§ **Exercise aim**: Nothing but an exact repetition of the entries should appear in the answer.

'''

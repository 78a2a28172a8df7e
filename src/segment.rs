//! Per-file segment dictionary generation
//!
//! A large file is split into fixed-size segments and one dictionary is
//! trained per segment. A registered small file skips training entirely and
//! reuses the shared dictionary its batch produced, writing it to the image
//! on first use.
//!
//! Training or write failure for one segment leaves that segment's index
//! entry unset and moves on; compression for that segment falls back to
//! dictionary-less mode.

use crate::config::DictConfig;
use crate::dict::{DictionaryItem, SegmentIndex};
use crate::error::Result;
use crate::io::{read_full, round_up_to_block};
use crate::registry::SmallFileRegistry;
use crate::space::{Extent, ImageSpace, SpaceKind};
use crate::training;
use std::fs::File;
use std::io::{Seek, SeekFrom};
use std::path::Path;
use tracing::{debug, warn};

/// One source file to generate segment dictionaries for
///
/// The open handle is positioned at the start and is handed back rewound, so
/// the caller can reuse it for content compression.
pub struct SourceFile<'a> {
    pub ino: u64,
    pub path: &'a Path,
    pub size: u64,
    pub file: &'a mut File,
}

/// Result of one generation call
pub struct SegmentDicts {
    /// Segments actually processed
    pub segments: usize,
    /// Dictionary block address per segment; unset entries are explicit
    pub index: SegmentIndex,
    /// Per-segment dictionary items (empty on the shared fast path)
    pub items: Vec<DictionaryItem>,
    /// The reservation holding the written dictionary payloads
    pub extent: Extent,
}

/// Generate dictionaries for every segment of `src`
///
/// Small files already batched by the shared pool reuse their batch
/// dictionary; everything else trains one dictionary per segment and writes
/// it into newly reserved block space.
pub fn generate(
    src: SourceFile<'_>,
    cfg: &DictConfig,
    registry: &SmallFileRegistry,
    space: &ImageSpace,
) -> Result<SegmentDicts> {
    let SourceFile {
        ino,
        path,
        size,
        file,
    } = src;
    let segment_size = cfg.segment_size();
    let segs = ((size + segment_size - 1) / segment_size) as usize;
    let mut extent = space.reserve(SpaceKind::Data);

    debug!("generating dictionary segments for {}", path.display());

    // Small-file fast path: reuse the shared dictionary trained by the pool.
    if size < segment_size {
        if let Some(dict) = registry.lookup(ino).and_then(|r| r.dict()) {
            let mut index = SegmentIndex::with_segments(segs);
            let mut item = dict.lock();

            if !item.is_placed() && item.buffer().is_some() {
                let addr = extent.tail_block()?;
                let wrote = match item.buffer() {
                    Some(buffer) => match extent.write_at(addr, buffer) {
                        Ok(()) => true,
                        Err(e) => {
                            warn!(
                                "shared dictionary write failed for {}: {}",
                                path.display(),
                                e
                            );
                            false
                        }
                    },
                    None => false,
                };
                if wrote {
                    extent.grow(item.dict_size())?;
                    item.place(addr)?;
                }
            }

            if segs > 0 {
                if let Some(addr) = item.block_addr() {
                    index.set(0, addr);
                }
            }
            drop(item);

            file.seek(SeekFrom::Start(0))?;
            return Ok(SegmentDicts {
                segments: segs,
                index,
                items: Vec::new(),
                extent,
            });
        }
    }

    let mut sample = vec![0u8; segment_size as usize];
    let mut items = Vec::with_capacity(segs);
    let mut index = SegmentIndex::with_segments(segs);
    let mut processed = 0;

    for i in 0..segs {
        let insize = read_full(&mut *file, &mut sample)?;
        if insize == 0 {
            break;
        }
        processed = i + 1;

        let bytes = match training::train_segment(&sample[..insize], cfg.capacity) {
            Ok(bytes) => bytes,
            Err(e) => {
                debug!(
                    "training skipped segment {} of {}: {}",
                    i,
                    path.display(),
                    e
                );
                items.push(DictionaryItem::untrained());
                continue;
            }
        };

        let dict_size = round_up_to_block(bytes.len() as u64);
        let addr = extent.tail_block()?;
        if let Err(e) = extent.write_at(addr, &bytes) {
            warn!(
                "dictionary write failed for segment {} of {}: {}",
                i,
                path.display(),
                e
            );
            items.push(DictionaryItem::untrained());
            continue;
        }
        extent.grow(dict_size)?;

        debug!(
            "generated {} bytes for dictionary segment {} @ block {}",
            bytes.len(),
            i,
            addr
        );

        let mut item = DictionaryItem::trained(bytes);
        item.place(addr)?;
        index.set(i, addr);
        items.push(item);
    }

    for (i, entry) in index.iter().enumerate() {
        debug!("segment {} dictionary block: {:?}", i, entry);
    }

    // The handle is shared with the content compressor; rewind it.
    file.seek(SeekFrom::Start(0))?;

    Ok(SegmentDicts {
        segments: processed,
        index,
        items,
        extent,
    })
}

'''

§ **Task result**:
repository 78a2a28172a8df7e
filename src/segment.rs
//! Per-file segment dictionary generation
//!
//! A large file is split into fixed-size segments and one dictionary is
//! trained per segment. A registered small file skips training entirely and
//! reuses the shared dictionary its batch produced, writing it to the image
//! on first use.
//!
//! Training or write failure for one segment leaves that segment's index
//! entry unset and moves on; compression for that segment falls back to
//! dictionary-less mode.

use crate::config::DictConfig;
use crate::dict::{DictionaryItem, SegmentIndex};
use crate::error::Result;
use crate::io::{read_full, round_up_to_block};
use crate::registry::SmallFileRegistry;
use crate::space::{Extent, ImageSpace, SpaceKind};
use crate::training;
use std::fs::File;
use std::io::{Seek, SeekFrom};
use std::path::Path;
use tracing::{debug, warn};

/// One source file to generate segment dictionaries for
///
/// The open handle is positioned at the start and is handed back rewound, so
/// the caller can reuse it for content compression.
pub struct SourceFile<'a> {
    pub ino: u64,
    pub path: &'a Path,
    pub size: u64,
    pub file: &'a mut File,
}

/// Result of one generation call
pub struct SegmentDicts {
    /// Segments actually processed
    pub segments: usize,
    /// Dictionary block address per segment; unset entries are explicit
    pub index: SegmentIndex,
    /// Per-segment dictionary items (empty on the shared fast path)
    pub items: Vec<DictionaryItem>,
    /// The reservation holding the written dictionary payloads
    pub extent: Extent,
}

/// Generate dictionaries for every segment of `src`
///
/// Small files already batched by the shared pool reuse their batch
/// dictionary; everything else trains one dictionary per segment and writes
/// it into newly reserved block space.
pub fn generate(
    src: SourceFile<'_>,
    cfg: &DictConfig,
    registry: &SmallFileRegistry,
    space: &ImageSpace,
) -> Result<SegmentDicts> {
    let SourceFile {
        ino,
        path,
        size,
        file,
    } = src;
    let segment_size = cfg.segment_size();
    let segs = ((size + segment_size - 1) / segment_size) as usize;
    let mut extent = space.reserve(SpaceKind::Data);

    debug!("generating dictionary segments for {}", path.display());

    // Small-file fast path: reuse the shared dictionary trained by the pool.
    if size < segment_size {
        if let Some(dict) = registry.lookup(ino).and_then(|r| r.dict()) {
            let mut index = SegmentIndex::with_segments(segs);
            let mut item = dict.lock();

            if !item.is_placed() && item.buffer().is_some() {
                let addr = extent.tail_block()?;
                let wrote = match item.buffer() {
                    Some(buffer) => match extent.write_at(addr, buffer) {
                        Ok(()) => true,
                        Err(e) => {
                            warn!(
                                "shared dictionary write failed for {}: {}",
                                path.display(),
                                e
                            );
                            false
                        }
                    },
                    None => false,
                };
                if wrote {
                    extent.grow(item.dict_size())?;
                    item.place(addr)?;
                }
            }

            if segs > 0 {
                if let Some(addr) = item.block_addr() {
                    index.set(0, addr);
                }
            }
            drop(item);

            file.seek(SeekFrom::Start(0))?;
            return Ok(SegmentDicts {
                segments: segs,
                index,
                items: Vec::new(),
                extent,
            });
        }
    }

    let mut sample = vec![0u8; segment_size as usize];
    let mut items = Vec::with_capacity(segs);
    let mut index = SegmentIndex::with_segments(segs);
    let mut processed = 0;

    for i in 0..segs {
        let insize = read_full(&mut *file, &mut sample)?;
        if insize == 0 {
            break;
        }
        processed = i + 1;

        let bytes = match training::train_segment(&sample[..insize], cfg.capacity) {
            Ok(bytes) => bytes,
            Err(e) => {
                debug!(
                    "training skipped segment {} of {}: {}",
                    i,
                    path.display(),
                    e
                );
                items.push(DictionaryItem::untrained());
                continue;
            }
        };

        let dict_size = round_up_to_block(bytes.len() as u64);
        let addr = extent.tail_block()?;
        if let Err(e) = extent.write_at(addr, &bytes) {
            warn!(
                "dictionary write failed for segment {} of {}: {}",
                i,
                path.display(),
                e
            );
            items.push(DictionaryItem::untrained());
            continue;
        }
        extent.grow(dict_size)?;

        debug!(
            "generated {} bytes for dictionary segment {} @ block {}",
            bytes.len(),
            i,
            addr
        );

        let mut item = DictionaryItem::trained(bytes);
        item.place(addr)?;
        index.set(i, addr);
        items.push(item);
    }

    for (i, entry) in index.iter().enumerate() {
        debug!("segment {} dictionary block: {:?}", i, entry);
    }

    // The handle is shared with the content compressor; rewind it.
    file.seek(SeekFrom::Start(0))?;

    Ok(SegmentDicts {
        segments: processed,
        index,
        items,
        extent,
    })
}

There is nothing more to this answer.